I glare at Lucas, even though I’m secretly relieved. Of course he called him.

Ryan spots me and he rushes over as I’m hit with the worst pain I’ve ever experienced in my life. I try to breathe through it, but it fucking hurts.

The nurse looks at me before stating, “We need to get you into a room right away. Your friends can wait here.”

She starts to wheel me down the hall and Ryan follows closely behind. Since we barely acknowledge each other and I don’t offer an explanation, the nurse holds him back. “Sir, I’m sorry, you can wait here.”

Ryan looks at me, unsure, and I become anxious as another agonizing contraction rips through me so I loudly confess, “He’s my husband!”

I don’t miss Lucas and Kinsley’s shocked and confused expressions, but I can’t deal with that right now. I’m being ripped apart from the inside out and regardless of whatever happened between us, Ryan is the only person I want with me in that delivery room.

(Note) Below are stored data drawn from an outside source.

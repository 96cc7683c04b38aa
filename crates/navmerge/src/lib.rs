// navmerge - scene geometry aggregation for navigation mesh builds
//
// Collects collision shapes and terrain tiles, filters them by a region of
// interest, moves everything into navmesh-local space and merges it into one
// vertex/index buffer for an external navmesh generator.

pub mod bounds;
pub mod builder;
pub mod error;
pub mod export;
pub mod merge;
pub mod mesh;
pub mod scene;
pub mod terrain;
pub mod transform;

pub use bounds::{RegionMode, RegionSelector, SpatialBounds};
pub use builder::{NavmeshBuildAdapter, NavmeshBuilder, NavmeshConfig};
pub use error::MergeError;
pub use merge::{IndexRemapTable, MergedMeshBuffer, MeshMerger};
pub use mesh::{Quad, RawMesh, Triangle, TriangulatedMesh, compute_normals, triangulate};
pub use scene::{CollisionInstance, Scene, SourceGeometry, TerrainInstance};
pub use terrain::{TerrainIndexBuffer, TerrainTile, TerrainVertex};
pub use transform::{Transform, TransformResolver};

/// Default conversion factor between preview (render) units and world units
pub const DEFAULT_PREVIEW_SCALE: f32 = 0.1;
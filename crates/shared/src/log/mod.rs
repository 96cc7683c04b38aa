// Logging module
// Console and rolling-file output on top of the tracing crate
//
// Numeric log levels from the command line are mapped onto tracing levels:
// - 0: errors only
// - 1: warnings
// - 2: informational (default)
// - 3: debug
// - 4: trace

use std::path::Path;

use tracing_appender::rolling;
use tracing_subscriber::{EnvFilter, fmt, prelude::*};

/// Log file written into the log directory
pub const LOG_FILE_NAME: &str = "navmerge.log";

/// Map a numeric console level to a tracing filter directive
pub fn map_log_level(level: i32) -> &'static str {
    match level {
        i32::MIN..=0 => "error",
        1 => "warn",
        2 => "info",
        3 => "debug",
        _ => "trace",
    }
}

/// Initialize the logging system
/// `RUST_LOG` takes precedence over `log_level` when it is set.
pub fn initialize_logging(log_dir: Option<&str>, log_level: &str) {
    let env_filter =
        EnvFilter::try_from_default_env().unwrap_or_else(|_| EnvFilter::new(log_level));

    let console = fmt::layer()
        .with_ansi(true)
        .with_target(false)
        .with_thread_ids(false);

    if let Some(dir) = log_dir {
        let path = Path::new(dir);
        if !path.exists() {
            let _ = std::fs::create_dir_all(path);
        }

        let file_appender = rolling::daily(dir, LOG_FILE_NAME);
        let (non_blocking, guard) = tracing_appender::non_blocking(file_appender);

        // The guard flushes on drop; the tool logs until exit.
        std::mem::forget(guard);

        let _ = tracing_subscriber::registry()
            .with(env_filter)
            .with(console)
            .with(
                fmt::layer()
                    .with_writer(non_blocking)
                    .with_ansi(false)
                    .with_target(true),
            )
            .try_init();
    } else {
        let _ = tracing_subscriber::registry()
            .with(env_filter)
            .with(console)
            .try_init();
    }
}

#[cfg(test)]
mod tests {
    use super::*;

    #[test]
    fn test_map_log_level() {
        assert_eq!(map_log_level(-3), "error");
        assert_eq!(map_log_level(0), "error");
        assert_eq!(map_log_level(1), "warn");
        assert_eq!(map_log_level(2), "info");
        assert_eq!(map_log_level(3), "debug");
        assert_eq!(map_log_level(4), "trace");
        assert_eq!(map_log_level(99), "trace");
    }
}
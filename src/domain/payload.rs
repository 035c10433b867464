//! Keep alert payload
//!
//! Provides the validated, normalized alert record and the field-by-field
//! schema check that builds it from an arbitrary JSON mapping.

use super::status::{AlertSeverity, AlertStatus};
use crate::error::{FieldViolation, ValidationError};
use chrono::{DateTime, SecondsFormat, Utc};
use serde::{Deserialize, Serialize};
use serde_json::{Map, Value};
use std::collections::HashSet;
use std::str::FromStr;

/// Maximum number of characters in `message` and `description`
pub const MAX_TEXT_LENGTH: usize = 2000;

/// Environment used when the caller gives none
pub const DEFAULT_ENVIRONMENT: &str = "production";

/// Source used when the caller gives none
pub const DEFAULT_SOURCE: &str = "python";

/// Every key the schema understands, in wire form
pub const KNOWN_FIELDS: [&str; 18] = [
    "id",
    "name",
    "status",
    "severity",
    "lastReceived",
    "firingStartTime",
    "environment",
    "service",
    "source",
    "message",
    "description",
    "pushed",
    "url",
    "imageUrl",
    "labels",
    "fingerprint",
    "assignee",
    "note",
];

/// What to do with keys the schema does not know
#[derive(Debug, Clone, Copy, PartialEq, Eq, Default, Serialize, Deserialize)]
#[serde(rename_all = "lowercase")]
pub enum UnknownKeyPolicy {
    /// Drop them silently
    #[default]
    Ignore,
    /// Report each one as a violation
    Reject,
}

/// A normalized alert record, ready to be sent to Keep
///
/// Optional fields serialize as `null` so the service always receives the
/// full record.
#[derive(Debug, Clone, PartialEq, Serialize)]
#[serde(rename_all = "camelCase")]
pub struct AlertPayload {
    /// Unique identifier for the alert
    pub id: Option<String>,
    /// Human-readable name of the alert
    pub name: String,
    pub status: AlertStatus,
    pub severity: AlertSeverity,
    /// ISO timestamp of last alert occurrence
    pub last_received: Option<String>,
    /// ISO timestamp when the alert first fired
    pub firing_start_time: Option<String>,
    pub environment: String,
    /// Service or application affected
    pub service: Option<String>,
    /// Sources that triggered the alert
    pub source: Vec<String>,
    /// Concise alert summary
    pub message: Option<String>,
    /// Detailed explanation
    pub description: Option<String>,
    pub pushed: bool,
    /// URL for additional context
    pub url: Option<String>,
    pub image_url: Option<String>,
    /// Key-value metadata pairs
    pub labels: Map<String, Value>,
    /// Identifier used by Keep to group alerts
    pub fingerprint: Option<String>,
    pub assignee: Option<String>,
    pub note: Option<String>,
}

impl AlertPayload {
    /// Create a payload with every field at its default
    pub fn new(name: impl Into<String>) -> Self {
        Self {
            id: None,
            name: name.into(),
            status: AlertStatus::default(),
            severity: AlertSeverity::default(),
            last_received: None,
            firing_start_time: None,
            environment: DEFAULT_ENVIRONMENT.to_string(),
            service: None,
            source: vec![DEFAULT_SOURCE.to_string()],
            message: None,
            description: None,
            pushed: true,
            url: None,
            image_url: None,
            labels: Map::new(),
            fingerprint: None,
            assignee: None,
            note: None,
        }
    }

    /// Build a payload from any JSON value, which must be an object
    ///
    /// # Errors
    /// Returns `ValidationError` listing every violated field
    pub fn from_value(value: &Value, policy: UnknownKeyPolicy) -> Result<Self, ValidationError> {
        match value {
            Value::Object(map) => Self::from_map(map, policy),
            other => Err(ValidationError::new(vec![FieldViolation::new(
                "<root>",
                format!("expected an object, got {}", json_type(other)),
            )])),
        }
    }

    /// Build a payload from a caller-supplied mapping
    ///
    /// All fields are checked before returning, so the error carries every
    /// violation rather than the first one.
    ///
    /// # Errors
    /// Returns `ValidationError` listing every violated field
    pub fn from_map(
        map: &Map<String, Value>,
        policy: UnknownKeyPolicy,
    ) -> Result<Self, ValidationError> {
        let mut reader = FieldReader::new(map);

        let payload = Self {
            id: reader.optional_string("id"),
            name: reader.required_string("name"),
            status: reader.enum_or("status", AlertStatus::default()),
            severity: reader.enum_or("severity", AlertSeverity::default()),
            last_received: reader.optional_string("lastReceived"),
            firing_start_time: reader.optional_string("firingStartTime"),
            environment: reader.string_or("environment", DEFAULT_ENVIRONMENT),
            service: reader.optional_string("service"),
            source: reader.string_list_or("source", &[DEFAULT_SOURCE]),
            message: reader.optional_string("message"),
            description: reader.optional_string("description"),
            pushed: reader.bool_or("pushed", true),
            url: reader.optional_string("url"),
            image_url: reader.optional_string("imageUrl"),
            labels: reader.object_or_empty("labels"),
            fingerprint: reader.optional_string("fingerprint"),
            assignee: reader.optional_string("assignee"),
            note: reader.optional_string("note"),
        };

        let unknown = reader.unknown_keys();
        let mut violations = reader.into_violations();

        if !unknown.is_empty() {
            match policy {
                UnknownKeyPolicy::Ignore => {
                    log::debug!("Ignoring unknown payload keys: {}", unknown.join(", "));
                }
                UnknownKeyPolicy::Reject => {
                    violations.extend(
                        unknown
                            .into_iter()
                            .map(|key| FieldViolation::new(key, "unknown field")),
                    );
                }
            }
        }

        violations.extend(payload.invariant_violations());

        if violations.is_empty() {
            Ok(payload)
        } else {
            Err(ValidationError::new(dedup(violations)))
        }
    }

    /// Re-check the invariants of an already constructed payload
    ///
    /// Fields are public, so anything that mutates a payload must call this
    /// before handing it to the transport.
    pub fn validate(&self) -> Result<(), ValidationError> {
        let violations = self.invariant_violations();
        if violations.is_empty() {
            Ok(())
        } else {
            Err(ValidationError::new(violations))
        }
    }

    /// Fill `lastReceived`, and `firingStartTime` for firing alerts, when absent
    pub fn fill_timestamps(&mut self, now: DateTime<Utc>) {
        let stamp = now.to_rfc3339_opts(SecondsFormat::Micros, true);

        if self.last_received.is_none() {
            self.last_received = Some(stamp.clone());
        }

        if self.status == AlertStatus::Firing && self.firing_start_time.is_none() {
            self.firing_start_time = Some(stamp);
        }
    }

    /// Insert labels, overwriting any existing label with the same key
    pub fn merge_labels<I>(&mut self, labels: I)
    where
        I: IntoIterator<Item = (String, Value)>,
    {
        for (key, value) in labels {
            self.labels.insert(key, value);
        }
    }

    /// Serialize into the JSON document sent to Keep
    pub fn to_json(&self) -> Result<Value, serde_json::Error> {
        serde_json::to_value(self)
    }

    fn invariant_violations(&self) -> Vec<FieldViolation> {
        let mut violations = Vec::new();

        if self.name.trim().is_empty() {
            violations.push(FieldViolation::new("name", "must not be empty"));
        }

        for (field, text) in [
            ("message", &self.message),
            ("description", &self.description),
        ] {
            if let Some(text) = text {
                let len = text.chars().count();
                if len > MAX_TEXT_LENGTH {
                    violations.push(FieldViolation::new(
                        field,
                        format!(
                            "must be at most {} characters, got {}",
                            MAX_TEXT_LENGTH, len
                        ),
                    ));
                }
            }
        }

        violations
    }
}

/// Reads typed fields out of a JSON object, collecting violations as it goes
struct FieldReader<'a> {
    map: &'a Map<String, Value>,
    seen: HashSet<&'static str>,
    violations: Vec<FieldViolation>,
}

impl<'a> FieldReader<'a> {
    fn new(map: &'a Map<String, Value>) -> Self {
        Self {
            map,
            seen: HashSet::new(),
            violations: Vec::new(),
        }
    }

    fn get(&mut self, key: &'static str) -> Option<&'a Value> {
        self.seen.insert(key);
        self.map.get(key)
    }

    fn violation(&mut self, key: &str, reason: impl Into<String>) {
        self.violations.push(FieldViolation::new(key, reason));
    }

    fn mismatch(&mut self, key: &str, expected: &str, got: &Value) {
        self.violation(key, format!("expected {}, got {}", expected, json_type(got)));
    }

    fn optional_string(&mut self, key: &'static str) -> Option<String> {
        match self.get(key) {
            None | Some(Value::Null) => None,
            Some(Value::String(s)) => Some(s.clone()),
            Some(other) => {
                self.mismatch(key, "a string", other);
                None
            }
        }
    }

    fn required_string(&mut self, key: &'static str) -> String {
        match self.get(key) {
            None => {
                self.violation(key, "field required");
                String::new()
            }
            Some(Value::String(s)) => s.clone(),
            Some(other) => {
                self.mismatch(key, "a string", other);
                String::new()
            }
        }
    }

    fn string_or(&mut self, key: &'static str, default: &str) -> String {
        match self.get(key) {
            None => default.to_string(),
            Some(Value::String(s)) => s.clone(),
            Some(other) => {
                self.mismatch(key, "a string", other);
                default.to_string()
            }
        }
    }

    fn enum_or<T>(&mut self, key: &'static str, default: T) -> T
    where
        T: FromStr<Err = String>,
    {
        match self.get(key) {
            None => default,
            Some(Value::String(s)) => match s.parse() {
                Ok(value) => value,
                Err(reason) => {
                    self.violation(key, reason);
                    default
                }
            },
            Some(other) => {
                self.mismatch(key, "a string", other);
                default
            }
        }
    }

    fn bool_or(&mut self, key: &'static str, default: bool) -> bool {
        match self.get(key) {
            None => default,
            Some(Value::Bool(b)) => *b,
            Some(other) => {
                self.mismatch(key, "a boolean", other);
                default
            }
        }
    }

    fn string_list_or(&mut self, key: &'static str, default: &[&str]) -> Vec<String> {
        let fallback = || -> Vec<String> { default.iter().map(|s| s.to_string()).collect() };

        match self.get(key) {
            None => fallback(),
            Some(Value::Array(items)) => {
                let mut out = Vec::with_capacity(items.len());
                for (i, item) in items.iter().enumerate() {
                    match item {
                        Value::String(s) => out.push(s.clone()),
                        other => {
                            let field = format!("{}[{}]", key, i);
                            self.mismatch(&field, "a string", other);
                        }
                    }
                }
                out
            }
            Some(other) => {
                self.mismatch(key, "a list of strings", other);
                fallback()
            }
        }
    }

    fn object_or_empty(&mut self, key: &'static str) -> Map<String, Value> {
        match self.get(key) {
            None => Map::new(),
            Some(Value::Object(map)) => map.clone(),
            Some(other) => {
                self.mismatch(key, "an object", other);
                Map::new()
            }
        }
    }

    fn unknown_keys(&self) -> Vec<String> {
        self.map
            .keys()
            .filter(|key| !self.seen.contains(key.as_str()))
            .cloned()
            .collect()
    }

    fn into_violations(self) -> Vec<FieldViolation> {
        self.violations
    }
}

/// Drop repeated reports for the same field, keeping the first
fn dedup(violations: Vec<FieldViolation>) -> Vec<FieldViolation> {
    let mut fields = HashSet::new();
    violations
        .into_iter()
        .filter(|v| fields.insert(v.field.clone()))
        .collect()
}

fn json_type(value: &Value) -> &'static str {
    match value {
        Value::Null => "null",
        Value::Bool(_) => "boolean",
        Value::Number(_) => "number",
        Value::String(_) => "string",
        Value::Array(_) => "list",
        Value::Object(_) => "object",
    }
}
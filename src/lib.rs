//! keepctl - Keep alert forwarding library
//!
//! This library forwards workflow task lifecycle events to the Keep alert
//! management service through its HTTP ingestion endpoint.
//!
//! # Modules
//!
//! - [`cli`]: Command-line interface definitions
//! - [`client`]: HTTP client posting alerts to Keep
//! - [`commands`]: Command handlers
//! - [`config`]: Configuration system
//! - [`connection`]: Connection profiles and credential resolution
//! - [`domain`]: Alert payload schema with validation
//! - [`error`]: Error types
//! - [`notifier`]: Lifecycle event notifiers

pub mod cli;
pub mod client;
pub mod commands;
pub mod config;
pub mod connection;
pub mod domain;
pub mod error;
pub mod notifier;

#[cfg(any(test, feature = "mock"))]
pub mod mock;

pub use error::{AppError, Result};
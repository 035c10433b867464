//! CLI argument definitions using clap derive
//!
//! Defines all command-line arguments and subcommands.

use crate::error::{AppError, ConfigError};
use crate::notifier::EventContext;
use chrono::{DateTime, Utc};
use clap::{Args, CommandFactory, Parser, Subcommand, ValueEnum};
use clap_complete::Shell;
use serde_json::{Map, Value};
use std::path::{Path, PathBuf};

/// Keep alert forwarder
///
/// Send alerts and task lifecycle notifications to the Keep alert management
/// service.
#[derive(Parser, Debug)]
#[command(name = "keepctl")]
#[command(author, version, about, long_about = None)]
#[command(propagate_version = true)]
pub struct Cli {
    /// Enable verbose output
    #[arg(short, long, global = true)]
    pub verbose: bool,

    /// Output format
    #[arg(long, global = true, value_enum, default_value = "table")]
    pub format: OutputFormat,

    /// Path to configuration file
    #[arg(short, long, global = true, env = "KEEPCTL_CONFIG")]
    pub config: Option<String>,

    /// Connection profile holding the Keep endpoint and API key
    #[arg(long, global = true)]
    pub conn_id: Option<String>,

    /// Alert path appended to the connection endpoint
    #[arg(long, global = true)]
    pub endpoint: Option<String>,

    /// HTTP timeout in seconds
    #[arg(long, global = true)]
    pub timeout: Option<u64>,

    /// Reject payload keys the schema does not know
    #[arg(long, global = true)]
    pub strict: bool,

    /// Dry run mode - build and print the request without sending it
    #[arg(long, global = true)]
    pub dry_run: bool,

    #[command(subcommand)]
    pub command: Commands,
}

/// Available subcommands
#[derive(Subcommand, Debug)]
pub enum Commands {
    /// Send a single alert
    Send(SendArgs),

    /// Simulate a task lifecycle event and notify Keep
    Notify(NotifyArgs),

    /// Validate an alert payload file and print the normalized record
    Validate(ValidateArgs),

    /// List configured connection profiles
    Connections,

    /// Generate shell completions
    Completions {
        /// Shell to generate completions for
        #[arg(value_enum)]
        shell: Shell,
    },
}

/// Alert fields shared by `send` and `notify`
///
/// Flags override values read from `--data`.
#[derive(Args, Debug, Default)]
pub struct AlertArgs {
    /// JSON file with alert data
    #[arg(long, value_name = "FILE")]
    pub data: Option<PathBuf>,

    /// Alert name
    #[arg(long)]
    pub name: Option<String>,

    /// Alert status (firing, resolved, acknowledged, suppressed, pending)
    #[arg(long)]
    pub status: Option<String>,

    /// Alert severity (critical, high, warning, info, low)
    #[arg(long)]
    pub severity: Option<String>,

    /// Concise alert summary
    #[arg(long)]
    pub message: Option<String>,

    /// Detailed explanation
    #[arg(long)]
    pub description: Option<String>,

    /// Affected service
    #[arg(long)]
    pub service: Option<String>,

    /// Environment name
    #[arg(long)]
    pub environment: Option<String>,

    /// Alert grouping fingerprint
    #[arg(long)]
    pub fingerprint: Option<String>,

    /// Extra label (format: KEY=VALUE)
    #[arg(long = "label", value_name = "KEY=VALUE")]
    pub labels: Vec<String>,
}

impl AlertArgs {
    /// Assemble the raw alert mapping
    pub fn to_map(&self) -> Result<Map<String, Value>, AppError> {
        let mut map = match &self.data {
            Some(path) => read_object(path)?,
            None => Map::new(),
        };

        let fields = [
            ("name", &self.name),
            ("status", &self.status),
            ("severity", &self.severity),
            ("message", &self.message),
            ("description", &self.description),
            ("service", &self.service),
            ("environment", &self.environment),
            ("fingerprint", &self.fingerprint),
        ];
        for (key, value) in fields {
            if let Some(value) = value {
                map.insert(key.to_string(), Value::String(value.clone()));
            }
        }

        if !self.labels.is_empty() {
            let labels = map
                .entry("labels")
                .or_insert_with(|| Value::Object(Map::new()));
            // A non-object `labels` from the data file is left for the schema to report
            if let Value::Object(labels) = labels {
                for pair in &self.labels {
                    let (key, value) = parse_label(pair)?;
                    labels.insert(key, Value::String(value));
                }
            }
        }

        Ok(map)
    }
}

/// Arguments for the send command
#[derive(Parser, Debug)]
pub struct SendArgs {
    #[command(flatten)]
    pub alert: AlertArgs,
}

/// Arguments for the notify command
#[derive(Parser, Debug)]
pub struct NotifyArgs {
    #[command(flatten)]
    pub alert: AlertArgs,

    /// Workflow (DAG) identifier
    #[arg(long)]
    pub dag_id: Option<String>,

    /// Task identifier
    #[arg(long)]
    pub task_id: Option<String>,

    /// Run identifier
    #[arg(long)]
    pub run_id: Option<String>,

    /// Execution timestamp (RFC 3339)
    #[arg(long, value_parser = parse_timestamp)]
    pub execution_date: Option<DateTime<Utc>>,

    /// Attempt number
    #[arg(long)]
    pub try_number: Option<u32>,
}

impl NotifyArgs {
    /// Event context described by the flags
    pub fn context(&self) -> EventContext {
        EventContext {
            dag_id: self.dag_id.clone(),
            task_id: self.task_id.clone(),
            run_id: self.run_id.clone(),
            execution_date: self.execution_date,
            try_number: self.try_number,
        }
    }
}

/// Arguments for the validate command
#[derive(Parser, Debug)]
pub struct ValidateArgs {
    /// JSON payload file, or '-' for stdin
    pub path: String,

    /// Also fill the timestamps the client would add before sending
    #[arg(long)]
    pub enrich: bool,
}

/// Output format
#[derive(ValueEnum, Debug, Clone, Copy, Default)]
pub enum OutputFormat {
    /// Human-readable table format
    #[default]
    Table,
    /// JSON format for machine parsing
    Json,
    /// Compact single-line format
    Compact,
}

/// Generate shell completions and print to stdout
pub fn generate_completions(shell: Shell) {
    let mut cmd = Cli::command();
    let name = cmd.get_name().to_string();
    clap_complete::generate(shell, &mut cmd, name, &mut std::io::stdout());
}

fn parse_timestamp(s: &str) -> Result<DateTime<Utc>, String> {
    DateTime::parse_from_rfc3339(s)
        .map(|dt| dt.with_timezone(&Utc))
        .map_err(|e| format!("invalid timestamp '{}': {}", s, e))
}

fn parse_label(pair: &str) -> Result<(String, String), ConfigError> {
    match pair.split_once('=') {
        Some((key, value)) if !key.trim().is_empty() => {
            Ok((key.trim().to_string(), value.to_string()))
        }
        _ => Err(ConfigError::InvalidValue {
            key: "label".to_string(),
            message: format!("expected KEY=VALUE, got '{}'", pair),
        }),
    }
}

fn read_object(path: &Path) -> Result<Map<String, Value>, AppError> {
    let content = std::fs::read_to_string(path)?;
    match serde_json::from_str::<Value>(&content)? {
        Value::Object(map) => Ok(map),
        _ => Err(ConfigError::InvalidValue {
            key: "data".to_string(),
            message: format!("{} does not contain a JSON object", path.display()),
        }
        .into()),
    }
}

#[cfg(test)]
mod tests {
    use super::*;
    use serde_json::json;
    use std::io::Write;

    #[test]
    fn test_cli_parse_connections() {
        let args = Cli::try_parse_from(["keepctl", "connections"]).unwrap();
        assert!(matches!(args.command, Commands::Connections));
    }

    #[test]
    fn test_cli_parse_verbose() {
        let args = Cli::try_parse_from(["keepctl", "-v", "connections"]).unwrap();
        assert!(args.verbose);
    }

    #[test]
    fn test_cli_parse_global_overrides() {
        let args = Cli::try_parse_from([
            "keepctl",
            "send",
            "--name",
            "x",
            "--conn-id",
            "keep_prod",
            "--endpoint",
            "/alerts/event/airflow",
            "--dry-run",
        ])
        .unwrap();
        assert_eq!(args.conn_id.as_deref(), Some("keep_prod"));
        assert_eq!(args.endpoint.as_deref(), Some("/alerts/event/airflow"));
        assert!(args.dry_run);
    }

    #[test]
    fn test_cli_parse_send() {
        let args = Cli::try_parse_from([
            "keepctl",
            "send",
            "--name",
            "ServiceOutage",
            "--severity",
            "critical",
            "--label",
            "team=payments",
        ])
        .unwrap();

        if let Commands::Send(send) = args.command {
            let map = send.alert.to_map().unwrap();
            assert_eq!(map["name"], json!("ServiceOutage"));
            assert_eq!(map["severity"], json!("critical"));
            assert_eq!(map["labels"], json!({ "team": "payments" }));
        } else {
            panic!("Expected Send command");
        }
    }

    #[test]
    fn test_cli_parse_notify() {
        let args = Cli::try_parse_from([
            "keepctl",
            "notify",
            "--name",
            "TaskFailure",
            "--dag-id",
            "wf1",
            "--try-number",
            "3",
            "--execution-date",
            "2024-05-01T12:00:00Z",
        ])
        .unwrap();

        if let Commands::Notify(notify) = args.command {
            let context = notify.context();
            assert_eq!(context.dag_id.as_deref(), Some("wf1"));
            assert_eq!(context.try_number, Some(3));
            assert!(context.execution_date.is_some());
        } else {
            panic!("Expected Notify command");
        }
    }

    #[test]
    fn test_cli_rejects_bad_execution_date() {
        let result = Cli::try_parse_from([
            "keepctl",
            "notify",
            "--execution-date",
            "yesterday",
        ]);
        assert!(result.is_err());
    }

    #[test]
    fn test_parse_label() {
        assert_eq!(
            parse_label("a=b=c").unwrap(),
            ("a".to_string(), "b=c".to_string())
        );
        assert!(parse_label("novalue").is_err());
        assert!(parse_label("=x").is_err());
    }

    #[test]
    fn test_flags_override_data_file() {
        let mut file = tempfile::NamedTempFile::new().unwrap();
        write!(
            file,
            "{}",
            json!({ "name": "FromFile", "service": "etl", "labels": { "a": "1" } })
        )
        .unwrap();

        let args = AlertArgs {
            data: Some(file.path().to_path_buf()),
            name: Some("FromFlag".to_string()),
            labels: vec!["b=2".to_string()],
            ..AlertArgs::default()
        };
        let map = args.to_map().unwrap();
        assert_eq!(map["name"], json!("FromFlag"));
        assert_eq!(map["service"], json!("etl"));
        assert_eq!(map["labels"], json!({ "a": "1", "b": "2" }));
    }

    #[test]
    fn test_data_file_must_be_object() {
        let mut file = tempfile::NamedTempFile::new().unwrap();
        write!(file, "[1, 2]").unwrap();

        let args = AlertArgs {
            data: Some(file.path().to_path_buf()),
            ..AlertArgs::default()
        };
        assert!(matches!(args.to_map(), Err(AppError::Config(_))));
    }
}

The nurse helps me change into a gown and a short while later Dr. Conners appears. All I keep repeating is, “How’s the baby? Is he ok?” That’s the only thing that matters. I already lost one Blake boy . . . losing the other would destroy me.

I look restlessly at Ryan, fear and panic blazing in my eyes. He kisses my forehead and squeezes my hand. Dr. Conners assures me everything is fine, and I burst into tears.

The next surge of crippling pain pulls me back to the situation at hand, and I get the overwhelming urge to push. I hear the doctor say something about ten centimeters and the nurse coaches me on how to breathe through each contraction. Every time I feel one hit I take a deep breath and push with all of my might for about ten seconds, then relax until the next strikes a moment later.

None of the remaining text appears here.